Since she did such a BANG up job for the holiday season, talked me into, um, I mean through a holiday that was not mine to have. . .I could not think of a more appropo person to have a smoothie with than my inner Martha (I am assuming Club Fed and insider trading were not too terribly traumatic!)
In the interest of full disclosure- I filed the smoothie away with yoga and trendy food as just not for me. . .they just seemed so cutesier and New Age. . .not that there is anything wrong with that. . .some of my good friends are card carrying New Agers. . .
So, after the kids are in bed, and I have laid down a layer of soundproofing to mask the blender sound, and after getting a recipe off the Internet. . .Martha and I were ready for our smoothie. . .
RM- Ok, time to get some ice
Inner Martha- Did you pre crush the ice?
RM- ?? Why the hell would I do that?
IM- Nice, way to put the lax in relaxation with that bidet mouth. . .pre crushing the ice will make for a smoother smoothie.
RM-Oh, right
IM- Did you brew the Chai?
RM-(running tea bags under hot water faucet)
IM- Was the water slightly less than roiling?
RM-???? HTFSIK!
IM- Look, I am not going to help you if you keep this hostility going. . .I am calling for a TRANQUILITY MOMENT.
IM- There, now are you in a happy place?
RM- Censored for the delicate reader. . .wipes drool from chin. . .
IM- Look are you in this or not?
RM- Yeah, sorry. What now?
IM- Add all the elements into the Smoothie mixer
RM- I have a Blender
IM- I said a Smoothie mixer
RM- Um, who is Lax in the relax department now??
IM- Fine, put it in your common Little trailer model blender
Grinding noises ensue
IM- Where are the Smoothie glasses?
RM- I have these
IM- Figures. . .fine, pour the mixture in. . .straw whipped creme. . .
RM- Well, let's down the stuff
IM- Cheers
Silence as IM Quaffs and RM chugs. . .
RM- Why is this taking so long?
IM- What?
RM- Why is this so hard to drink?
IM- Because you are supposed to sip it. . .a good smoothie will take about a half hour to consume and enjoy
RM- WHAT??? WTF, Martha!? I do not have 30 minutes to wait to drink a smoothie. . .I have work to do!
IM- You are not in a smoothie place right now. . .find your smoothie place. . .find it. . .
RM- You mean like a Corona ad?
IM- A what?
RM- Never mind. . .how do I get this stuff to pour?
IM- You wait for it to melt and sip while thinking rich and relaxing thoughts. . .
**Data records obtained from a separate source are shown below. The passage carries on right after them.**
//! Contract with the external WebRTC media engine.
//!
//! The engine owns capture, encoding, ICE and DTLS. This crate only decides
//! when transports are created and closed and which tracks are attached to
//! them. Negotiation the engine cannot do on its own (connecting a transport,
//! registering a producer) goes back through [`TransportHooks`].
//!
//! [`HeadlessMediaEngine`] implements the contract without touching any
//! device; the CLI probe and the tests run on it.

mod headless;

pub use headless::{HeadlessMediaEngine, HeadlessOptions, HeadlessStats};

use crate::calls::error::NegotiationError;
use crate::protocol::TransportParams;
use async_trait::async_trait;
use serde::{Deserialize, Serialize};
use serde_json::Value;
use std::fmt;
use std::sync::Arc;
use thiserror::Error;

#[derive(Debug, Clone, Copy, PartialEq, Eq, Hash, Serialize, Deserialize)]
#[serde(rename_all = "lowercase")]
pub enum MediaKind {
    Audio,
    Video,
}

impl MediaKind {
    pub fn as_str(&self) -> &'static str {
        match self {
            Self::Audio => "audio",
            Self::Video => "video",
        }
    }
}

impl fmt::Display for MediaKind {
    fn fmt(&self, f: &mut fmt::Formatter<'_>) -> fmt::Result {
        f.write_str(self.as_str())
    }
}

/// Which camera feeds the video track.
#[derive(Debug, Clone, Copy, PartialEq, Eq, Default, Serialize)]
#[serde(rename_all = "lowercase")]
pub enum FacingMode {
    #[default]
    User,
    Environment,
}

impl FacingMode {
    pub fn flipped(self) -> Self {
        match self {
            Self::User => Self::Environment,
            Self::Environment => Self::User,
        }
    }
}

#[derive(Debug, Clone, Copy, PartialEq, Eq)]
pub struct MediaConstraints {
    pub audio: bool,
    pub video: bool,
    pub facing_mode: FacingMode,
}

#[derive(Debug, Clone, Error, PartialEq, Eq)]
pub enum MediaError {
    #[error("camera or microphone unavailable: {0}")]
    Unavailable(String),
    #[error("transport is closed")]
    TransportClosed,
    #[error(transparent)]
    Negotiation(#[from] NegotiationError),
    #[error("media engine error: {0}")]
    Engine(String),
}

/// A local capture track.
pub trait MediaTrack: Send + Sync {
    fn id(&self) -> &str;
    fn kind(&self) -> MediaKind;
    fn set_enabled(&self, enabled: bool);
    fn set_facing_mode(&self, mode: FacingMode) -> Result<(), MediaError>;
    /// Stop capturing and release the device. Stopping twice is harmless.
    fn stop(&self);
    fn is_stopped(&self) -> bool;
}

/// The tracks returned by one capture request.
#[derive(Clone, Default)]
pub struct LocalStream {
    tracks: Vec<Arc<dyn MediaTrack>>,
}

impl LocalStream {
    pub fn new(tracks: Vec<Arc<dyn MediaTrack>>) -> Self {
        Self { tracks }
    }

    pub fn tracks(&self) -> &[Arc<dyn MediaTrack>] {
        &self.tracks
    }

    pub fn track(&self, kind: MediaKind) -> Option<&Arc<dyn MediaTrack>> {
        self.tracks.iter().find(|track| track.kind() == kind)
    }

    /// Stop every track that is still live, returning how many were stopped.
    pub fn stop(&self) -> usize {
        let mut stopped = 0;
        for track in &self.tracks {
            if !track.is_stopped() {
                track.stop();
                stopped += 1;
            }
        }
        stopped
    }
}

impl fmt::Debug for LocalStream {
    fn fmt(&self, f: &mut fmt::Formatter<'_>) -> fmt::Result {
        f.debug_list()
            .entries(self.tracks.iter().map(|t| (t.kind(), t.id().to_string())))
            .finish()
    }
}

/// What the engine wants registered with the server for a new producer.
#[derive(Debug, Clone, PartialEq)]
pub struct ProduceRequest {
    pub kind: MediaKind,
    pub rtp_parameters: Value,
    pub app_data: Value,
}

#[derive(Debug, Clone, PartialEq, Default)]
pub struct ProduceOptions {
    /// Lower bound for the encoder bitrate, in bits per second.
    pub min_bitrate: Option<u32>,
    pub app_data: Value,
}

/// Parameters the server returns for a new consumer.
#[derive(Debug, Clone, PartialEq, Serialize, Deserialize)]
#[serde(rename_all = "camelCase")]
pub struct ConsumerParams {
    pub id: String,
    pub producer_id: String,
    pub kind: MediaKind,
    pub rtp_parameters: Value,
}

/// Negotiation callbacks the engine calls while it sets a transport up.
#[async_trait]
pub trait TransportHooks: Send + Sync {
    /// Forward the local DTLS parameters; the transport is usable once this returns `Ok`.
    async fn connect(
        &self,
        transport_id: &str,
        dtls_parameters: Value,
    ) -> Result<(), NegotiationError>;

    /// Register a producer with the server and return the id it assigned.
    async fn produce(
        &self,
        transport_id: &str,
        request: ProduceRequest,
    ) -> Result<String, NegotiationError>;
}

pub trait Producer: Send + Sync {
    fn id(&self) -> &str;
    fn kind(&self) -> MediaKind;
    fn pause(&self);
    fn resume(&self);
    fn is_paused(&self) -> bool;
    fn close(&self);
    fn is_closed(&self) -> bool;
}

pub trait Consumer: Send + Sync {
    fn id(&self) -> &str;
    fn producer_id(&self) -> &str;
    fn kind(&self) -> MediaKind;
    fn resume(&self);
    fn is_paused(&self) -> bool;
    fn close(&self);
    fn is_closed(&self) -> bool;
}

#[async_trait]
pub trait SendTransport: Send + Sync {
    fn id(&self) -> &str;

    async fn produce(
        &self,
        track: Arc<dyn MediaTrack>,
        options: ProduceOptions,
    ) -> Result<Arc<dyn Producer>, MediaError>;

    /// Close the transport and every producer on it.
    fn close(&self);
    fn is_closed(&self) -> bool;
}

#[async_trait]
pub trait RecvTransport: Send + Sync {
    fn id(&self) -> &str;

    /// Build a consumer from server-provided parameters. It starts paused.
    async fn consume(&self, params: ConsumerParams) -> Result<Arc<dyn Consumer>, MediaError>;

    /// Close the transport and every consumer on it.
    fn close(&self);
    fn is_closed(&self) -> bool;
}

#[async_trait]
pub trait MediaEngine: Send + Sync {
    async fn acquire_local_stream(
        &self,
        constraints: MediaConstraints,
    ) -> Result<LocalStream, MediaError>;

    /// RTP capabilities of the local device, sent with `create-consumer`.
    fn rtp_capabilities(&self) -> Value;

    fn create_send_transport(
        &self,
        params: &TransportParams,
        hooks: Arc<dyn TransportHooks>,
    ) -> Result<Arc<dyn SendTransport>, MediaError>;

    fn create_recv_transport(
        &self,
        params: &TransportParams,
        hooks: Arc<dyn TransportHooks>,
    ) -> Result<Arc<dyn RecvTransport>, MediaError>;
}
RM- I am 0 for 2 on this Martha. . .
more navel gazing as I wait for my smoothie to prepare itself for consumption
IM- Well, I am off, I hope you enjoyed your smoothie
RM- Wait one Origami Napkin moment! You have to help me get the smoothie off the ceiling and do the dishes. . .
IM- Darling, who do you think I am, Rachael Ray? I am Martha Stewart! Martha doesn't DO dishes. . .cheerio!
RM-&#%@
Ahh, relaxation. . . the Martha Stewart way!